▶ [PROBLEM DESCRIPTION]: Do any lines in the data below contain "path"? If so, copy every one of them.

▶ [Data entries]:
□ □ □

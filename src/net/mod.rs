//! Axons and the endpoint that owns them.
//!
//! An axon is an authenticated link to another node. Every protocol carries
//! the same contract on top of its native delivery: the dialer sends a hello
//! naming itself, the acceptor asks its [`NetHandler`] to verify the origin
//! and answers with the raw `#hsuc` token, and from then on application
//! payloads flow in both directions. TCP and QUIC streams frame payloads with
//! a 6-byte header (see [`frame`]); WebSocket messages are sent as-is.
//!
//! Liveness of stream axons is watched by a heartbeat that pings idle links
//! and closes the ones that never answered the previous ping.

use std::{fmt, str::FromStr, time::Duration};

use futures::future::BoxFuture;
use typed_builder::TypedBuilder;

mod axon;
mod endpoint;
mod error;
pub mod frame;
mod handshake;
mod link;
mod netwatch;
mod origin;
mod quic;
mod registry;
mod tcp;
mod ws;

pub use axon::Axon;
pub use endpoint::Endpoint;
pub use error::Error;
pub use handshake::Hello;
pub use origin::Origin;
pub use registry::AxonRegistry;

/// Prefix of the handshake header, followed by the protocol name.
pub const HEADER_PREFIX: &str = "GANGLION/";

#[derive(Debug, Clone, Copy, PartialEq, Eq, Hash)]
pub enum Protocol {
    Tcp,
    /// Reliable delivery over UDP, carried by QUIC streams.
    Quic,
    Ws,
}

impl Protocol {
    pub fn from_scheme(scheme: &str) -> Result<Self, Error> {
        match scheme {
            "tcp" => Ok(Protocol::Tcp),
            "udp" | "quic" => Ok(Protocol::Quic),
            "ws" => Ok(Protocol::Ws),
            other => Err(Error::UnsupportedProtocol(other.to_string())),
        }
    }

    pub fn scheme(self) -> &'static str {
        match self {
            Protocol::Tcp => "tcp",
            Protocol::Quic => "quic",
            Protocol::Ws => "ws",
        }
    }

    /// The header a dialer puts in its hello, e.g. `GANGLION/TCP`.
    pub fn header(self) -> String {
        let name = match self {
            Protocol::Tcp => "TCP",
            Protocol::Quic => "QUIC",
            Protocol::Ws => "WS",
        };
        format!("{HEADER_PREFIX}{name}")
    }

    /// Whether the heartbeat watches axons of this protocol.
    pub fn keepalive(self) -> bool {
        matches!(self, Protocol::Tcp | Protocol::Quic)
    }
}

impl fmt::Display for Protocol {
    fn fmt(&self, f: &mut fmt::Formatter<'_>) -> fmt::Result {
        f.write_str(self.scheme())
    }
}

/// A parsed endpoint url: `tcp://host:port`, `udp://host:port`,
/// `quic://host:port` or `ws://host:port/path`.
#[derive(Debug, Clone, PartialEq, Eq)]
pub struct Target {
    pub proto: Protocol,
    /// `host:port`.
    pub addr: String,
    /// Request path, WebSocket only. Starts with `/`.
    pub path: String,
}

impl Target {
    pub fn host(&self) -> &str {
        match self.addr.rsplit_once(':') {
            Some((host, _)) => host,
            None => &self.addr,
        }
    }

    pub fn port(&self) -> Option<u16> {
        self.addr.rsplit_once(':')?.1.parse().ok()
    }

    /// The same url with its port replaced.
    pub fn with_port(&self, port: u16) -> String {
        format!(
            "{}://{}:{}{}",
            self.proto.scheme(),
            self.host(),
            port,
            self.path
        )
    }
}

impl FromStr for Target {
    type Err = Error;

    fn from_str(url: &str) -> Result<Self, Self::Err> {
        let (scheme, rest) = url
            .split_once("://")
            .ok_or_else(|| Error::InvalidUrl(url.to_string()))?;
        let proto = Protocol::from_scheme(scheme)?;
        let (addr, path) = match rest.find('/') {
            Some(i) => (&rest[..i], &rest[i..]),
            None => (rest, ""),
        };
        let port_ok = addr
            .rsplit_once(':')
            .map_or(false, |(host, port)| {
                !host.is_empty() && port.parse::<u16>().is_ok()
            });
        if !port_ok {
            Err(Error::InvalidUrl(url.to_string()))?
        }
        let path = match (proto, path) {
            (Protocol::Ws, "") => "/".to_string(),
            (Protocol::Ws, path) => path.to_string(),
            (_, _) => String::new(),
        };
        Ok(Self {
            proto,
            addr: addr.to_string(),
            path,
        })
    }
}

impl fmt::Display for Target {
    fn fmt(&self, f: &mut fmt::Formatter<'_>) -> fmt::Result {
        write!(f, "{}://{}{}", self.proto.scheme(), self.addr, self.path)
    }
}

/// Transport settings shared by every listener and dialer of an endpoint.
#[derive(Debug, Clone, TypedBuilder)]
pub struct NetConfig {
    /// How often the heartbeat walks stream axons.
    #[builder(default = Duration::from_secs(2))]
    pub heartbeat_interval: Duration,
    /// Silence after which an axon is pinged.
    #[builder(default = Duration::from_secs(2))]
    pub idle_threshold: Duration,
    /// Upper bound on both sides of the handshake.
    #[builder(default = Duration::from_secs(6))]
    pub handshake_timeout: Duration,
    /// Size of a single socket read.
    #[builder(default = 8192)]
    pub read_buffer: usize,
    /// PEM certificate chain for QUIC listeners. A self-signed certificate is
    /// generated when absent.
    #[builder(default, setter(strip_option))]
    pub tls_cert: Option<Vec<u8>>,
    /// PEM PKCS#8 private key matching `tls_cert`.
    #[builder(default, setter(strip_option))]
    pub tls_key: Option<Vec<u8>>,
}

impl Default for NetConfig {
    fn default() -> Self {
        Self::builder().build()
    }
}

/// The callbacks an [`Endpoint`] drives.
pub trait NetHandler: Send + Sync + 'static {
    /// Resolves the origin a dialer presented to the node id its axon is
    /// registered under, or rejects it.
    fn check_node(&self, origin: &str) -> Result<String, Error>;

    fn on_connect(&self, _node_id: &str) {}

    /// A payload arrived. Control messages never get here.
    fn on_message(&self, node_id: &str, msg: Vec<u8>) -> BoxFuture<'_, ()>;

    /// An admitted axon went away. Fired once per axon.
    fn on_close(&self, _node_id: &str, _reason: &Error) {}

    /// A connection failed before it was admitted.
    fn on_error(&self, _err: Error) {}
}

#[cfg(test)]
mod tests {
    use super::*;

    #[test]
    fn urls_parse() {
        let t: Target = "tcp://127.0.0.1:7000".parse().unwrap();
        assert_eq!(t.proto, Protocol::Tcp);
        assert_eq!(t.addr, "127.0.0.1:7000");
        assert_eq!(t.path, "");
        assert_eq!(t.port(), Some(7000));

        let t: Target = "udp://h:1".parse().unwrap();
        assert_eq!(t.proto, Protocol::Quic);

        let t: Target = "ws://h:80".parse().unwrap();
        assert_eq!(t.path, "/");
        let t: Target = "ws://h:80/gate".parse().unwrap();
        assert_eq!(t.path, "/gate");
        assert_eq!(t.with_port(81), "ws://h:81/gate");
        assert_eq!(t.to_string(), "ws://h:80/gate");
    }

    #[test]
    fn bad_urls_are_refused() {
        assert!(matches!(
            "http://h:1".parse::<Target>(),
            Err(Error::UnsupportedProtocol(_))
        ));
        assert!("tcp://h".parse::<Target>().is_err());
        assert!("tcp://:1".parse::<Target>().is_err());
        assert!("tcp://h:port".parse::<Target>().is_err());
        assert!("h:1".parse::<Target>().is_err());
    }

    #[test]
    fn headers_name_the_protocol() {
        assert_eq!(Protocol::Tcp.header(), "GANGLION/TCP");
        assert_eq!(Protocol::Quic.header(), "GANGLION/QUIC");
        assert_eq!(Protocol::Ws.header(), "GANGLION/WS");
        assert!(Protocol::Quic.keepalive());
        assert!(!Protocol::Ws.keepalive());
    }

    #[test]
    fn config_defaults() {
        let config = NetConfig::default();
        assert_eq!(config.heartbeat_interval, Duration::from_secs(2));
        assert_eq!(config.handshake_timeout, Duration::from_secs(6));
        assert!(config.tls_cert.is_none());
    }
}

□ □ □

▶ [RESPONSE TO THIS EXERCISE]:
/// `quic://host:port` or `ws://host:port/path`.
    /// Request path, WebSocket only. Starts with `/`.
    pub path: String,
            self.path
        let (addr, path) = match rest.find('/') {
        let path = match (proto, path) {
            (Protocol::Ws, path) => path.to_string(),
            path,
        write!(f, "{}://{}{}", self.proto.scheme(), self.addr, self.path)
        assert_eq!(t.path, "");
        assert_eq!(t.path, "/");
        assert_eq!(t.path, "/gate");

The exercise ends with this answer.